The first yearling sale was held at Newmarket on May 1, 1867, but it wasn't until 1905 that Inglis began conducting those sales. Nonetheless that first sale, which comprised eight colts and one filly, produced the 1868 AJC Derby winner The Duke.

William Inglis did not live to see his company's foray into Thoroughbred sales, passing in 1896, and it was his son John T. Inglis who took the company into its next phase. The first Inglis Easter yearling sale was conducted in 1905, with 107 of 111 yearling offered sold. Inglis Director Arthur Inglis explained that Easter was chosen as the time to stage the sale because “that's when the country came to the city.” Inglis explained that when he started with the company in 1974, “we had the best racing for the year in Sydney, and a lot of country people owned and bred Thoroughbreds at the highest level. In those days a lot of people would just own a horse as a hobby and they would be amongst our big buyers as well. Now it's much more international and people from all over the world are buying yearlings from us.”

Five years after its inaugural staging, the Easter yearling sale produced its first Melbourne Cup winner when Posinatus was sold for 160 gns. The year 1923 also proved a pivotal year for the sale, with two more Melbourne Cup winners (Windbag and Spearfelt) selling, as well as future Hall of Famer and champion sire Heroic. Five years later, an Australian record price for a yearling was set when a syndicate of four came together to buy future stakes winner Dominant for 6,750gns–a record that would stand until the 1950s.

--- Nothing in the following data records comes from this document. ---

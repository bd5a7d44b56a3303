//! CLI configuration.

use anyhow::Result;
use directories::ProjectDirs;
use serde::{Deserialize, Serialize};
use std::path::{Path, PathBuf};

use crate::output::OutputFormat;

const HANDLER_CONFIG_FILE: &str = "handler.toml";
const STATE_FILE: &str = "networks.json";

/// CLI configuration.
#[derive(Debug, Clone, Default, PartialEq, Eq, Serialize, Deserialize)]
pub struct Config {
    /// Default output format.
    pub output_format: Option<OutputFormat>,

    /// Handler config file. Defaults to `handler.toml` next to this file.
    pub handler_config: Option<PathBuf>,

    /// Saved network state. Defaults to `networks.json` in the data dir.
    pub state_file: Option<PathBuf>,
}

impl Config {
    fn dirs() -> Result<ProjectDirs> {
        ProjectDirs::from("org", "eaptrust", "eaptrust")
            .ok_or_else(|| anyhow::anyhow!("Could not determine config directory"))
    }

    /// Get the config file path.
    pub fn path() -> Result<PathBuf> {
        Ok(Self::dirs()?.config_dir().join("config.toml"))
    }

    /// Load configuration from the default location.
    pub fn load() -> Result<Self> {
        Self::load_from(&Self::path()?)
    }

    /// Load configuration from a file, or defaults if it doesn't exist.
    pub fn load_from(path: &Path) -> Result<Self> {
        if !path.exists() {
            return Ok(Self::default());
        }

        let content = std::fs::read_to_string(path)?;
        let config: Self = toml::from_str(&content)?;

        Ok(config)
    }

    /// Save configuration to the default location.
    pub fn save(&self) -> Result<()> {
        self.save_to(&Self::path()?)
    }

    /// Save configuration to a file.
    pub fn save_to(&self, path: &Path) -> Result<()> {
        if let Some(parent) = path.parent() {
            std::fs::create_dir_all(parent)?;
        }

        let content = toml::to_string_pretty(self)?;
        std::fs::write(path, content)?;

        Ok(())
    }

    /// Where the handler config lives.
    pub fn handler_config_path(&self) -> Result<PathBuf> {
        match &self.handler_config {
            Some(path) => Ok(path.clone()),
            None => Ok(Self::dirs()?.config_dir().join(HANDLER_CONFIG_FILE)),
        }
    }

    /// Where the network state lives.
    pub fn state_path(&self) -> Result<PathBuf> {
        match &self.state_file {
            Some(path) => Ok(path.clone()),
            None => Ok(Self::dirs()?.data_dir().join(STATE_FILE)),
        }
    }
}
//! Prompt requests emitted by the trust handler and the replies it accepts.
//!
//! The handler never talks to a UI toolkit. It hands a request value to a
//! [`UserPrompt`](crate::UserPrompt) together with a [`PromptToken`]; the host
//! shows it however it likes and later feeds `(token, reply)` back.

use serde::{Deserialize, Serialize};

/// What a prompt is asking about.
#[derive(Debug, Clone, Copy, PartialEq, Eq, Hash, Serialize, Deserialize)]
#[serde(rename_all = "kebab-case")]
pub enum PromptKind {
    /// Modal approval of a server chain
    TofuDialog,
    /// Modal approval of a network without a CA certificate
    LegacyDialog,
    /// Background notice; tapping it opens [`Self::TofuDialog`]
    TofuNotification,
    /// Background notice with accept/reject actions
    LegacyNotification,
    /// Informational dialog about a broken chain
    InvalidChainDialog,
    /// Informational notification about a broken chain
    InvalidChainNotification,
}

impl PromptKind {
    /// Returns true for prompts that only inform and cannot approve anything.
    #[must_use]
    pub const fn is_informational(self) -> bool {
        matches!(
            self,
            Self::InvalidChainDialog | Self::InvalidChainNotification
        )
    }
}

/// Correlates a reply with the prompt that produced it.
#[derive(Debug, Clone, PartialEq, Eq, Hash, Serialize, Deserialize)]
pub struct PromptToken {
    /// Monotonic id assigned by the handler
    pub id: u64,
    /// SSID of the connection the prompt was raised for
    pub ssid: String,
    /// Kind of prompt
    pub kind: PromptKind,
}

/// Host-side handle of a shown prompt, used to dismiss it.
#[derive(Debug, Clone, Copy, PartialEq, Eq, Hash, Serialize, Deserialize)]
pub struct PromptHandle(pub u64);

/// A clickable help link embedded in a dialog.
#[derive(Debug, Clone, PartialEq, Eq, Serialize, Deserialize)]
pub struct PromptLink {
    /// Link label
    pub text: String,
    /// Target URL
    pub url: String,
}

/// A modal dialog.
#[derive(Debug, Clone, PartialEq, Eq, Serialize, Deserialize)]
pub struct DialogRequest {
    /// Correlation token to pass back with the reply
    pub token: PromptToken,
    /// Title line
    pub title: String,
    /// Body text
    pub message: String,
    /// Positive button label
    pub positive_text: Option<String>,
    /// Negative button label
    pub negative_text: Option<String>,
    /// Neutral button label
    pub neutral_text: Option<String>,
    /// Optional help link
    pub link: Option<PromptLink>,
}

/// What happens when the notification body is tapped.
#[derive(Debug, Clone, PartialEq, Eq, Serialize, Deserialize)]
pub enum TapAction {
    /// Deliver [`PromptReply::Tap`]
    Reply,
    /// Open a URL, no reply
    OpenUrl(String),
    /// Nothing
    None,
}

/// A passive background notification.
#[derive(Debug, Clone, PartialEq, Eq, Serialize, Deserialize)]
pub struct NotificationRequest {
    /// Correlation token to pass back with the reply
    pub token: PromptToken,
    /// Title line
    pub title: String,
    /// Body text
    pub message: String,
    /// Tap behavior
    pub tap: TapAction,
    /// Label of an inline accept action
    pub accept_text: Option<String>,
    /// Label of an inline reject action
    pub reject_text: Option<String>,
}

/// The user's answer to a prompt.
#[derive(Debug, Clone, Copy, PartialEq, Eq, Hash, Serialize, Deserialize)]
#[serde(rename_all = "kebab-case")]
pub enum PromptReply {
    /// Positive button or accept action
    Accept,
    /// Negative button or reject action
    Reject,
    /// Neutral button
    Neutral,
    /// Dismissed without a choice
    Cancel,
    /// Notification body tapped
    Tap,
    /// Help link followed from a dialog
    Link,
}
//! Command-line argument definitions using clap.

use clap::{Args, Parser, Subcommand, ValueEnum};
use std::path::PathBuf;

use eaptrust_core::{EapMethod, NetworkId, Phase2Method};

use crate::output::OutputFormat;

/// Trust-on-first-use for enterprise Wi-Fi networks without a CA certificate
///
/// Inspect server certificate chains and replay connection attempts against
/// a saved network state.
#[derive(Parser, Debug)]
#[command(name = "eaptrust")]
#[command(author, version, about, long_about = None)]
#[command(propagate_version = true)]
pub struct Cli {
    /// Output format
    #[arg(short, long, global = true, value_enum)]
    pub output: Option<OutputFormat>,

    /// Handler config file (overrides the CLI config)
    #[arg(long, env = "EAPTRUST_HANDLER_CONFIG", global = true)]
    pub handler_config: Option<PathBuf>,

    /// Increase verbosity
    #[arg(short, long, global = true)]
    pub verbose: bool,

    /// Disable colored output
    #[arg(long, global = true)]
    pub no_color: bool,

    #[command(subcommand)]
    pub command: Commands,
}

#[derive(Subcommand, Debug)]
pub enum Commands {
    /// Decode a PEM chain and check it
    Inspect(InspectArgs),

    /// Replay a connection attempt to a network without a CA certificate
    Connect(ConnectArgs),

    /// Manage configuration
    Config(ConfigArgs),
}

#[derive(Args, Debug)]
pub struct InspectArgs {
    /// PEM bundle, server certificate first
    pub chain: PathBuf,

    /// The bundle lists the root first
    #[arg(long)]
    pub reverse: bool,
}

/// How prompts get answered when not asking in the terminal.
#[derive(Debug, Clone, Copy, PartialEq, Eq, ValueEnum)]
pub enum AutoAnswer {
    /// Trust the server
    Accept,
    /// Refuse the server
    Reject,
}

#[derive(Args, Debug)]
pub struct ConnectArgs {
    /// Network SSID
    #[arg(long)]
    pub ssid: String,

    /// Network identifier in the state file
    #[arg(long, default_value = "1")]
    pub network_id: NetworkId,

    /// Outer EAP method (peap, tls, ttls, pwd, ...)
    #[arg(long)]
    pub eap: EapMethod,

    /// Inner method for PEAP/TTLS
    #[arg(long, default_value = "none")]
    pub phase2: Phase2Method,

    /// Inner identity
    #[arg(long, default_value = "")]
    pub identity: String,

    /// Inner password
    #[arg(long, env = "EAPTRUST_PASSWORD", default_value = "", hide_env_values = true)]
    pub password: String,

    /// PEM bundle the server presents, server certificate first
    #[arg(long)]
    pub chain: PathBuf,

    /// The bundle lists the root first
    #[arg(long)]
    pub reverse: bool,

    /// Answer every prompt without asking
    #[arg(long, value_enum, num_args = 0..=1, default_missing_value = "accept")]
    pub auto: Option<AutoAnswer>,

    /// Treat the attempt as an automatic connection (notification first)
    #[arg(long)]
    pub background: bool,

    /// Disable trust-on-first-use for this network
    #[arg(long)]
    pub no_tofu: bool,

    /// State file (overrides the CLI config)
    #[arg(long)]
    pub state: Option<PathBuf>,
}

#[derive(Args, Debug)]
pub struct ConfigArgs {
    #[command(subcommand)]
    pub command: ConfigCommands,
}

#[derive(Subcommand, Debug)]
pub enum ConfigCommands {
    /// Show current configuration
    Show,

    /// Show configuration file paths
    Path,

    /// Write a default handler config
    Init {
        /// Overwrite an existing file
        #[arg(long)]
        force: bool,
    },
}

#[cfg(test)]
mod tests {
    use super::*;

    #[test]
    fn cli_definition_is_consistent() {
        use clap::CommandFactory;
        Cli::command().debug_assert();
    }

    #[test]
    fn parses_connect() {
        let cli = Cli::parse_from([
            "eaptrust", "connect", "--ssid", "corp", "--network-id", "4", "--eap", "ttls",
            "--phase2", "mschapv2", "--chain", "chain.pem", "--auto",
        ]);
        let Commands::Connect(args) = cli.command else {
            panic!("expected connect");
        };
        assert_eq!(args.network_id, 4);
        assert_eq!(args.eap, EapMethod::Ttls);
        assert_eq!(args.phase2, Phase2Method::Mschapv2);
        assert_eq!(args.auto, Some(AutoAnswer::Accept));
        assert!(!args.background);
    }

    #[test]
    fn auto_takes_an_optional_answer() {
        let cli = Cli::parse_from([
            "eaptrust", "connect", "--ssid", "corp", "--eap", "peap", "--chain", "c.pem",
            "--auto", "reject",
        ]);
        let Commands::Connect(args) = cli.command else {
            panic!("expected connect");
        };
        assert_eq!(args.auto, Some(AutoAnswer::Reject));
        assert_eq!(args.phase2, Phase2Method::None);
    }
}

The 1940s saw the sale of a handful of horses that would make their marks both locally and internationally. In 1942 Flight was bought for 60gns, and would go on to become a Hall of Famer and one of the country's greatest-ever racemares and broodmares. Bernborough, sold in 1945 for 2,600gns, became a great Australian racehorse and influential sire in the U.S. In 1947, champion Shannon set a record for an Australian racehorse when he was auctioned for 26,000gns after the death of his owner/trainer Peter Riddle. Reports in the Sydney Sun indicate that even then, the sale of Thoroughbreds was a spectacle. The paper read, “Fashionably dressed women paraded by the ringside several hours before the bidding started…many of them wore elaborate furs…Shannon was wearing a blue and white bath towel.”

The year 1954 saw the first yearlings by the soon-to-be great imported sire Star Kingdom go through the ring, and in 1957 Hall of Fame trainer TJ Smith paid a record 7,000gns for a colt by that sire. Prices for Thoroughbreds at Inglis continued to climb through to the 1970s, when present-day directors Arthur and Jamie Inglis both joined the company. Both are fifth generation Inglis family members; Arthur is the son of John A. “The Boss” Inglis, who became chairman and managing director of Inglis in 1958, while Jamie is a son of John Inglis's brother Dick, who started as an Inglis director in 1951. Of course, with the nature of the family business, both Inglises were immersed in the company long before their official start dates.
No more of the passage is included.